What when children grow up?

@cudamani (996)
India
April 2, 2013 7:31am CST
When children grow up and enter into the adolescent age you need to be more careful when watching their manners and behavior. I feel that it is absolutely essential for parents to let them free and yet at the same time keep a close watch on their body language and moves. Act like a friend and not like a strict parent when treating adolescent youngsters. Any difference of opinion on this?
2 people like this
5 responses
@srisahara (4508)
• Indonesia
2 Apr 13
I agree with you friend, when our child growing up to adolescent, we should act like her friend, so she can share everything in her mind, and this time is the best way to direct her to choose the best way for her future. We also need to understand about her and her surrounding to give the best advice for her.
@cudamani (996)
• India
2 Apr 13
Most parents that tried to be friends to their wards often succeeded in the past. At the same time most parents that failed to do so could not live with peace of mind.
@jenny1015 (13366)
• Philippines
6 Apr 13
That is exactly how I deal with my three kids. I do give them some freedom but they have to always remember that with those freedom comes responsibility. It is hard to be a mom to these 3 growing up boys, but I am just here to guide them all the time.
@nezavisima (7408)
• Bulgaria
3 Apr 13
when children enter adolescence, things have to be very careful. should vnimiva what they speak and how we treat them.
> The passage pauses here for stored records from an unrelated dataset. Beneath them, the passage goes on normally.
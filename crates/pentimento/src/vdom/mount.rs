//! Mounting descriptions into a live container.

use pentimento_tela::{NodeId, TreeSink};

use super::anchor::Anchor;
use super::node::{resolve, Node, VNode};

/// Clear `container` and materialize `node` into it.
///
/// The container's entire current content is treated as one insertion point,
/// so whatever was there is removed in the same splice that attaches the new
/// subtree. Returns the root snapshot; keep it (or a [`ComponentHandle`]
/// retained from the description) to drive later reconcile passes.
///
/// [`ComponentHandle`]: super::component::ComponentHandle
pub fn mount(tree: &mut impl TreeSink, node: &Node, container: NodeId) -> VNode {
    let anchor = Anchor::covering(tree, container);
    let mut snapshot = resolve(node);
    snapshot.materialize(tree, anchor);
    snapshot
}

#[cfg(test)]
mod tests {
    use super::*;
    use crate::vdom::builder::h;
    use crate::vdom::props::Props;
    use pentimento_tela::MemoryTree;

    #[test]
    fn mount_clears_existing_content() {
        let mut tree = MemoryTree::new();
        let body = tree.create_element("body");
        let stale = tree.create_text("stale");
        tree.splice(body, 0, 0, &[stale]);

        let node = h("div", Props::new(), vec!["fresh".into()]).unwrap();
        let snapshot = mount(&mut tree, &node, body);

        assert_eq!(tree.to_string_tree(body), "<body><div>fresh</div></body>");
        assert!(!tree.contains(stale));
        assert_eq!(snapshot.anchor().unwrap().parent(), body);
    }

    #[test]
    fn mount_builds_the_whole_description() {
        let mut tree = MemoryTree::new();
        let body = tree.create_element("body");

        let node = h(
            "div",
            Props::new(),
            vec![
                "hello".into(),
                h("span", Props::new(), vec!["world".into()])
                    .unwrap()
                    .into(),
            ],
        )
        .unwrap();
        mount(&mut tree, &node, body);

        assert_eq!(
            tree.to_string_tree(body),
            "<body><div>hello<span>world</span></div></body>"
        );
    }
}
Also another important thing to explain what is wrong. because then the kids love unloved and then make big mistakes. but perhaps the most important thing is to do as well but decide to never stop children.
@subhojit10 (7375)
• India
2 Apr 13
Yes you are absolutely right whenever children grow their behavior and attitude tends to change and it is at this moment that they feel like living an independent life free from any interference. Hence parents have to be watchful of every move they take while dealing with their children so that they never feel pressurized while being with their parents.
@emily7339 (1337)
• Malaysia
2 Apr 13
I do agree with you that we will allow them to have certain extend of freedom but at the same time keep a close watch over them. It is good if parents can be their friend while carrying out the duty as parents. I notice the more we stop them from doing certain things, the more they will go for it. Even with certain restriction imposed on them, yet they could still find ways to do what they want. Any how they have ways and means to do it. They are facing a lot of peer pressure nowadays!